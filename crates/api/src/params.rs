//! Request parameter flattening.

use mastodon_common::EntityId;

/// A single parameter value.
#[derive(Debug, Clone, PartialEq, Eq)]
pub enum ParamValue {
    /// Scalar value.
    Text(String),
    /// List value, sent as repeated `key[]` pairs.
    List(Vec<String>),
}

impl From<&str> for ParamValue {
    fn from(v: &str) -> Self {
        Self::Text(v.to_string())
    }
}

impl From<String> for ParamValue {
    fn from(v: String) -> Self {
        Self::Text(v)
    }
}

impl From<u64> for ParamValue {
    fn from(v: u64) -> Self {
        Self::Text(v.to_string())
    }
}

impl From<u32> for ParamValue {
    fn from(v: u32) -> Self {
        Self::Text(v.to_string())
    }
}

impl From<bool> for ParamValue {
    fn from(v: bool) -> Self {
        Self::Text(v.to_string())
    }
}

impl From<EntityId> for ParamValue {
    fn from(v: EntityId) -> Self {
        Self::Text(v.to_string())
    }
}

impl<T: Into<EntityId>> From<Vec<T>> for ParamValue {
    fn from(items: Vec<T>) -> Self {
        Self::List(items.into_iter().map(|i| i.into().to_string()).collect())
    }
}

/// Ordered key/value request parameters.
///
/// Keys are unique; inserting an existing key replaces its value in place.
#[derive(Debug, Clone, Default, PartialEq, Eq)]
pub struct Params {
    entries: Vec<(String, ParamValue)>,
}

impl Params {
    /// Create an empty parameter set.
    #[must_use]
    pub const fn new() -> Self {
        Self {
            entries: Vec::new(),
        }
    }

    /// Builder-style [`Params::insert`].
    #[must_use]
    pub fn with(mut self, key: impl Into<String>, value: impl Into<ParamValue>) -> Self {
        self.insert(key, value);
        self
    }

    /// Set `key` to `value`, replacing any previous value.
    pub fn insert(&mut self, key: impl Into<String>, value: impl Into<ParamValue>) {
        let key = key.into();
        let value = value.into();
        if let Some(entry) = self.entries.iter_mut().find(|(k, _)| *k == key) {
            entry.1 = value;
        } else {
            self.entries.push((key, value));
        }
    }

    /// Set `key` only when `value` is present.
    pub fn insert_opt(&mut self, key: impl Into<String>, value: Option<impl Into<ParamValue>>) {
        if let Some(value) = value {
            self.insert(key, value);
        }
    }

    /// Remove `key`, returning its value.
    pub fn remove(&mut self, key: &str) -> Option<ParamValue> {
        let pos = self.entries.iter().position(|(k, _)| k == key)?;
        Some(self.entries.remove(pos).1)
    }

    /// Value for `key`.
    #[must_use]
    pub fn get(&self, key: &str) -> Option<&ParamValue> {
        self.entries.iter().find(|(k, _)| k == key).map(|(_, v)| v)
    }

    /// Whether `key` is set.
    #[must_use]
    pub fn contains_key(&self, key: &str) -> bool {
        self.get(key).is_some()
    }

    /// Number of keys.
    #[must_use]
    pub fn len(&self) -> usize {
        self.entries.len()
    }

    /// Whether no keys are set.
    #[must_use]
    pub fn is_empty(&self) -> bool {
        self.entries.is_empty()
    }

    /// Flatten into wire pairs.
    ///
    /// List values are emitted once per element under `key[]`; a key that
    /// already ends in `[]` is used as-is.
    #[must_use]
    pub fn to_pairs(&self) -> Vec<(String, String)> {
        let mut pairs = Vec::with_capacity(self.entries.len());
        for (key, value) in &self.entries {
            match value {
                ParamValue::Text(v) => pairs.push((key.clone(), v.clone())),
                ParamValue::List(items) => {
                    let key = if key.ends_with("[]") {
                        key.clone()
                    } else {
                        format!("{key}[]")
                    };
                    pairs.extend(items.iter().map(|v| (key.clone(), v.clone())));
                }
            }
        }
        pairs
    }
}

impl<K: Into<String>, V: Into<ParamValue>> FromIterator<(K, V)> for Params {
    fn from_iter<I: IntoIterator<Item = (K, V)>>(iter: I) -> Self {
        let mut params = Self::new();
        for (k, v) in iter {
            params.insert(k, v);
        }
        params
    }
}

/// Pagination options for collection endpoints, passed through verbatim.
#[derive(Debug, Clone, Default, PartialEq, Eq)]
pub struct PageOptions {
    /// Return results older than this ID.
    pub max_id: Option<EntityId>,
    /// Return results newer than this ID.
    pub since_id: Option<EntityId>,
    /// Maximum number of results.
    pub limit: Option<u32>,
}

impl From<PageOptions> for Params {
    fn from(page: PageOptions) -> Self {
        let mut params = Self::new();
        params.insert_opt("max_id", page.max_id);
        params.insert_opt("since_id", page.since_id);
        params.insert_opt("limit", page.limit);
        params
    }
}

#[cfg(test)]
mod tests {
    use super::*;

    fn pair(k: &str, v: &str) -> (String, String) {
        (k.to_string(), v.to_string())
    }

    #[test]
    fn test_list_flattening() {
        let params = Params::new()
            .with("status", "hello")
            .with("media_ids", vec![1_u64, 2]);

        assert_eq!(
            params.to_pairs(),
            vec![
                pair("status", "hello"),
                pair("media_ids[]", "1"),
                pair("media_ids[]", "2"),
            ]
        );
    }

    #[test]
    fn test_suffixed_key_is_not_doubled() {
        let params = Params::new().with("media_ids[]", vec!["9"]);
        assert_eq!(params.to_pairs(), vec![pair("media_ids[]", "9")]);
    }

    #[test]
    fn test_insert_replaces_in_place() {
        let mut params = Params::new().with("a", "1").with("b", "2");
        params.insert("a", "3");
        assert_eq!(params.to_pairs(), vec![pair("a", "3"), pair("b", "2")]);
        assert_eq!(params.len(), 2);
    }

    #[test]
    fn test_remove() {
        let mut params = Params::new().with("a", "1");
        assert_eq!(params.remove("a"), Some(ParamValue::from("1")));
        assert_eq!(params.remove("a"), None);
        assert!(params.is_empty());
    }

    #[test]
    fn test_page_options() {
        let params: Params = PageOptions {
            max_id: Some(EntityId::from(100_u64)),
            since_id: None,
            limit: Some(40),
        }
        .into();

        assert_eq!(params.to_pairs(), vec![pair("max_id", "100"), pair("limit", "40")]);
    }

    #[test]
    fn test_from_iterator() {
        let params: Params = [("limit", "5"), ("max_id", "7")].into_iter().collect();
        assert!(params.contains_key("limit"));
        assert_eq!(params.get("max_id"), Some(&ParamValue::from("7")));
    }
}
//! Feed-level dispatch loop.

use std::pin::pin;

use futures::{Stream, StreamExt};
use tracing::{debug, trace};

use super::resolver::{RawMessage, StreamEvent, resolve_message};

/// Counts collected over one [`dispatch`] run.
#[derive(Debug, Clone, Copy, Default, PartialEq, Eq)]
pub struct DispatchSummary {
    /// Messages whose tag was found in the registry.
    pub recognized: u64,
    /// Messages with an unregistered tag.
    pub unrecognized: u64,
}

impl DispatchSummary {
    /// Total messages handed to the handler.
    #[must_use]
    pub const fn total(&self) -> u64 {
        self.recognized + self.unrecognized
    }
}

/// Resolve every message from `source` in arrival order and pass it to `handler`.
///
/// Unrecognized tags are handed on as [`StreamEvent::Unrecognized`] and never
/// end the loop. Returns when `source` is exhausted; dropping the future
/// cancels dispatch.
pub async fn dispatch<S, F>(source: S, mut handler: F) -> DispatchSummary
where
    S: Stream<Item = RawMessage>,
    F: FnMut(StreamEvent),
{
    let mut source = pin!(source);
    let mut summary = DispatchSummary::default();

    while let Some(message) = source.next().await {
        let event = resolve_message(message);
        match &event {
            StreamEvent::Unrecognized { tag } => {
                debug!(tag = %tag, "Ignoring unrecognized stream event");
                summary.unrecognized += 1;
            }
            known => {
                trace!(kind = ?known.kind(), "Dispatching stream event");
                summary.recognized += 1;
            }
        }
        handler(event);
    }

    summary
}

WHAT THE EXERCISE ASKS
Retype every record above exactly.

OUTPUT BELOW
filename crates/api/src/params.rs
//! Request parameter flattening.

use mastodon_common::EntityId;

/// A single parameter value.
#[derive(Debug, Clone, PartialEq, Eq)]
pub enum ParamValue {
    /// Scalar value.
    Text(String),
    /// List value, sent as repeated `key[]` pairs.
    List(Vec<String>),
}

impl From<&str> for ParamValue {
    fn from(v: &str) -> Self {
        Self::Text(v.to_string())
    }
}

impl From<String> for ParamValue {
    fn from(v: String) -> Self {
        Self::Text(v)
    }
}

impl From<u64> for ParamValue {
    fn from(v: u64) -> Self {
        Self::Text(v.to_string())
    }
}

impl From<u32> for ParamValue {
    fn from(v: u32) -> Self {
        Self::Text(v.to_string())
    }
}

impl From<bool> for ParamValue {
    fn from(v: bool) -> Self {
        Self::Text(v.to_string())
    }
}

impl From<EntityId> for ParamValue {
    fn from(v: EntityId) -> Self {
        Self::Text(v.to_string())
    }
}

impl<T: Into<EntityId>> From<Vec<T>> for ParamValue {
    fn from(items: Vec<T>) -> Self {
        Self::List(items.into_iter().map(|i| i.into().to_string()).collect())
    }
}

/// Ordered key/value request parameters.
///
/// Keys are unique; inserting an existing key replaces its value in place.
#[derive(Debug, Clone, Default, PartialEq, Eq)]
pub struct Params {
    entries: Vec<(String, ParamValue)>,
}

impl Params {
    /// Create an empty parameter set.
    #[must_use]
    pub const fn new() -> Self {
        Self {
            entries: Vec::new(),
        }
    }

    /// Builder-style [`Params::insert`].
    #[must_use]
    pub fn with(mut self, key: impl Into<String>, value: impl Into<ParamValue>) -> Self {
        self.insert(key, value);
        self
    }

    /// Set `key` to `value`, replacing any previous value.
    pub fn insert(&mut self, key: impl Into<String>, value: impl Into<ParamValue>) {
        let key = key.into();
        let value = value.into();
        if let Some(entry) = self.entries.iter_mut().find(|(k, _)| *k == key) {
            entry.1 = value;
        } else {
            self.entries.push((key, value));
        }
    }

    /// Set `key` only when `value` is present.
    pub fn insert_opt(&mut self, key: impl Into<String>, value: Option<impl Into<ParamValue>>) {
        if let Some(value) = value {
            self.insert(key, value);
        }
    }

    /// Remove `key`, returning its value.
    pub fn remove(&mut self, key: &str) -> Option<ParamValue> {
        let pos = self.entries.iter().position(|(k, _)| k == key)?;
        Some(self.entries.remove(pos).1)
    }

    /// Value for `key`.
    #[must_use]
    pub fn get(&self, key: &str) -> Option<&ParamValue> {
        self.entries.iter().find(|(k, _)| k == key).map(|(_, v)| v)
    }

    /// Whether `key` is set.
    #[must_use]
    pub fn contains_key(&self, key: &str) -> bool {
        self.get(key).is_some()
    }

    /// Number of keys.
    #[must_use]
    pub fn len(&self) -> usize {
        self.entries.len()
    }

    /// Whether no keys are set.
    #[must_use]
    pub fn is_empty(&self) -> bool {
        self.entries.is_empty()
    }

    /// Flatten into wire pairs.
    ///
    /// List values are emitted once per element under `key[]`; a key that
    /// already ends in `[]` is used as-is.
    #[must_use]
    pub fn to_pairs(&self) -> Vec<(String, String)> {
        let mut pairs = Vec::with_capacity(self.entries.len());
        for (key, value) in &self.entries {
            match value {
                ParamValue::Text(v) => pairs.push((key.clone(), v.clone())),
                ParamValue::List(items) => {
                    let key = if key.ends_with("[]") {
                        key.clone()
                    } else {
                        format!("{key}[]")
                    };
                    pairs.extend(items.iter().map(|v| (key.clone(), v.clone())));
                }
            }
        }
        pairs
    }
}

impl<K: Into<String>, V: Into<ParamValue>> FromIterator<(K, V)> for Params {
    fn from_iter<I: IntoIterator<Item = (K, V)>>(iter: I) -> Self {
        let mut params = Self::new();
        for (k, v) in iter {
            params.insert(k, v);
        }
        params
    }
}

/// Pagination options for collection endpoints, passed through verbatim.
#[derive(Debug, Clone, Default, PartialEq, Eq)]
pub struct PageOptions {
    /// Return results older than this ID.
    pub max_id: Option<EntityId>,
    /// Return results newer than this ID.
    pub since_id: Option<EntityId>,
    /// Maximum number of results.
    pub limit: Option<u32>,
}

impl From<PageOptions> for Params {
    fn from(page: PageOptions) -> Self {
        let mut params = Self::new();
        params.insert_opt("max_id", page.max_id);
        params.insert_opt("since_id", page.since_id);
        params.insert_opt("limit", page.limit);
        params
    }
}

#[cfg(test)]
mod tests {
    use super::*;

    fn pair(k: &str, v: &str) -> (String, String) {
        (k.to_string(), v.to_string())
    }

    #[test]
    fn test_list_flattening() {
        let params = Params::new()
            .with("status", "hello")
            .with("media_ids", vec![1_u64, 2]);

        assert_eq!(
            params.to_pairs(),
            vec![
                pair("status", "hello"),
                pair("media_ids[]", "1"),
                pair("media_ids[]", "2"),
            ]
        );
    }

    #[test]
    fn test_suffixed_key_is_not_doubled() {
        let params = Params::new().with("media_ids[]", vec!["9"]);
        assert_eq!(params.to_pairs(), vec![pair("media_ids[]", "9")]);
    }

    #[test]
    fn test_insert_replaces_in_place() {
        let mut params = Params::new().with("a", "1").with("b", "2");
        params.insert("a", "3");
        assert_eq!(params.to_pairs(), vec![pair("a", "3"), pair("b", "2")]);
        assert_eq!(params.len(), 2);
    }

    #[test]
    fn test_remove() {
        let mut params = Params::new().with("a", "1");
        assert_eq!(params.remove("a"), Some(ParamValue::from("1")));
        assert_eq!(params.remove("a"), None);
        assert!(params.is_empty());
    }

    #[test]
    fn test_page_options() {
        let params: Params = PageOptions {
            max_id: Some(EntityId::from(100_u64)),
            since_id: None,
            limit: Some(40),
        }
        .into();

        assert_eq!(params.to_pairs(), vec![pair("max_id", "100"), pair("limit", "40")]);
    }

    #[test]
    fn test_from_iterator() {
        let params: Params = [("limit", "5"), ("max_id", "7")].into_iter().collect();
        assert!(params.contains_key("limit"));
        assert_eq!(params.get("max_id"), Some(&ParamValue::from("7")));
    }
}
//! Feed-level dispatch loop.

use std::pin::pin;

use futures::{Stream, StreamExt};
use tracing::{debug, trace};

use super::resolver::{RawMessage, StreamEvent, resolve_message};

/// Counts collected over one [`dispatch`] run.
#[derive(Debug, Clone, Copy, Default, PartialEq, Eq)]
pub struct DispatchSummary {
    /// Messages whose tag was found in the registry.
    pub recognized: u64,
    /// Messages with an unregistered tag.
    pub unrecognized: u64,
}

impl DispatchSummary {
    /// Total messages handed to the handler.
    #[must_use]
    pub const fn total(&self) -> u64 {
        self.recognized + self.unrecognized
    }
}

/// Resolve every message from `source` in arrival order and pass it to `handler`.
///
/// Unrecognized tags are handed on as [`StreamEvent::Unrecognized`] and never
/// end the loop. Returns when `source` is exhausted; dropping the future
/// cancels dispatch.
pub async fn dispatch<S, F>(source: S, mut handler: F) -> DispatchSummary
where
    S: Stream<Item = RawMessage>,
    F: FnMut(StreamEvent),
{
    let mut source = pin!(source);
    let mut summary = DispatchSummary::default();

    while let Some(message) = source.next().await {
        let event = resolve_message(message);
        match &event {
            StreamEvent::Unrecognized { tag } => {
                debug!(tag = %tag, "Ignoring unrecognized stream event");
                summary.unrecognized += 1;
            }
            known => {
                trace!(kind = ?known.kind(), "Dispatching stream event");
                summary.recognized += 1;
            }
        }
        handler(event);
    }

    summary
}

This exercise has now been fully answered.